Motivos de una distancia

El proceso de expansión comercial sustentado por la política venezolana hacia Uruguay, que incluye inversiones por 900 millones de dólares, y la perspectiva de estabilidad energética, entró en una etapa de dificultades debido a enfoques divergentes en el seno del gobierno de Tabaré Vázquez.

“Para algunos uruguayos Venezuela es como la mina del barrio: todos la desean, pretenden sus favores, pero no quieren que los vean con ella.” La imagen, que trasunta amargura, expresa gráficamente el punto de vista venezolano tras un balance del resultado real de las relaciones con Uruguay desde la visita del presidente Hugo Chávez en 2005, que dio el puntapié inicial para la concreción de 78 acuerdos, convenios, e instrumentos de cooperación e integración. A diciembre de 2006 implicaron un desembolso de unos 400 millones de dólares entre donaciones, compensaciones comerciales y compra de bienes y servicios.

Las inversiones directas, efectuadas o proyectadas, en las áreas financiera, energética, industrial y comercial ascienden, en un cálculo conservador, a 925 millones de dólares. Y los acuerdos petroleros -que entre agosto de 2005 y julio de 2006 permitieron un ahorro en las compras de crudo de 55 millones de dólares- instalan la perspectiva de que en un plazo de tres años Uruguay pueda cubrir totalmente sus necesidades de petróleo con un ahorro de 20 por ciento en el desembolso, asegurando además su estabilidad energética. “¿Quién ha dado más, respetando la soberanía y la independencia?”, se preguntan los venezolanos.

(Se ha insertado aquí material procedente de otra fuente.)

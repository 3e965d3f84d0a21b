//! Best-Effort Date Handling
//!
//! Ticket sources emit dates in whatever format their administrators chose.
//! Parse failures are tolerated everywhere: the raw string is kept for
//! display, and a record with no determinable date sorts first and is never
//! excluded by the age cutoff.

use chrono::{DateTime, NaiveDate, NaiveDateTime};

/// Datetime formats tried in order after RFC 3339
const DATETIME_FORMATS: &[&str] = &[
    "%Y-%m-%d %H:%M:%S",
    "%Y-%m-%dT%H:%M:%S",
    "%Y-%m-%dT%H:%M:%S%.f",
    "%m/%d/%Y %H:%M:%S",
    "%m/%d/%Y %H:%M",
];

/// Date-only formats, parsed as midnight
const DATE_FORMATS: &[&str] = &["%Y-%m-%d", "%m/%d/%Y", "%d-%m-%Y", "%d.%m.%Y"];

/// Parse a source-supplied date string, trying RFC 3339 first and then the
/// common ITSM export formats. Returns `None` for anything unrecognizable.
pub fn parse_flexible(raw: &str) -> Option<NaiveDateTime> {
    let trimmed = raw.trim();
    if trimmed.is_empty() {
        return None;
    }

    if let Ok(dt) = DateTime::parse_from_rfc3339(trimmed) {
        return Some(dt.naive_utc());
    }

    for format in DATETIME_FORMATS {
        if let Ok(dt) = NaiveDateTime::parse_from_str(trimmed, format) {
            return Some(dt);
        }
    }

    for format in DATE_FORMATS {
        if let Ok(date) = NaiveDate::parse_from_str(trimmed, format) {
            return Some(date.and_hms_opt(0, 0, 0).expect("midnight is valid"));
        }
    }

    None
}

/// Sort key where unknown dates order before every real one
pub fn sort_key(raw: &str) -> NaiveDateTime {
    parse_flexible(raw).unwrap_or(NaiveDateTime::MIN)
}

/// Reformat to `YYYY-MM-DD` when parseable; the raw string passes through
/// unchanged otherwise
pub fn display_date(raw: &str) -> String {
    match parse_flexible(raw) {
        Some(dt) => dt.format("%Y-%m-%d").to_string(),
        None => raw.trim().to_string(),
    }
}

#[cfg(test)]
mod tests {
    use super::*;

    #[test]
    fn test_parse_rfc3339() {
        let dt = parse_flexible("2026-03-14T09:26:53Z").unwrap();
        assert_eq!(dt.format("%Y-%m-%d %H:%M:%S").to_string(), "2026-03-14 09:26:53");
    }

    #[test]
    fn test_parse_common_formats() {
        assert!(parse_flexible("2026-03-14 09:26:53").is_some());
        assert!(parse_flexible("2026-03-14T09:26:53").is_some());
        assert!(parse_flexible("03/14/2026 09:26").is_some());
        assert!(parse_flexible("2026-03-14").is_some());
        assert!(parse_flexible("03/14/2026").is_some());
    }

    #[test]
    fn test_parse_garbage() {
        assert!(parse_flexible("").is_none());
        assert!(parse_flexible("   ").is_none());
        assert!(parse_flexible("next Tuesday").is_none());
        assert!(parse_flexible("14th of March").is_none());
    }

    #[test]
    fn test_sort_key_unknown_dates_first() {
        let unknown = sort_key("not a date");
        let known = sort_key("2020-01-01");
        assert!(unknown < known);
    }

    #[test]
    fn test_display_date() {
        assert_eq!(display_date("2026-03-14 09:26:53"), "2026-03-14");
        assert_eq!(display_date("03/14/2026"), "2026-03-14");
        // Unparseable strings pass through unchanged (trimmed)
        assert_eq!(display_date(" next Tuesday "), "next Tuesday");
    }
}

Paradójicamente, son los beneficios concretos y las expectativas de futuro los que activaron una coyuntura contraria: en el seno del gobierno uruguayo se consolida una tendencia que interpreta la relación con Venezuela como un peligro de dependencia económica y política. Las relaciones entre ambos países han entrado, al día de hoy, en un cono de sombra que amenaza con congelar, e incluso revertir, el grado de intercambio, complementación e integración cuyos resultados presentes y perspectivas inmediatas ofrecen, a juicio de los venezolanos, mucho más que cualquier futuro tlc o tifa. Las fuentes uruguayas, off the record, grafican esos temores en una particular lectura de los gestos políticos del presidente Hugo Chávez: “Si seguimos por este camino, Chávez nos hace un acto como el de Argentina, en que atacó a Bush interfiriendo con la visita de éste a Uruguay”. Detrás de esa lectura se expresa una toma de posición respecto de la lucha por los espacios geopolíticos en Sudamérica y de las grandes orientaciones económicas que, entre paréntesis, dividen al elenco del gobierno progresista.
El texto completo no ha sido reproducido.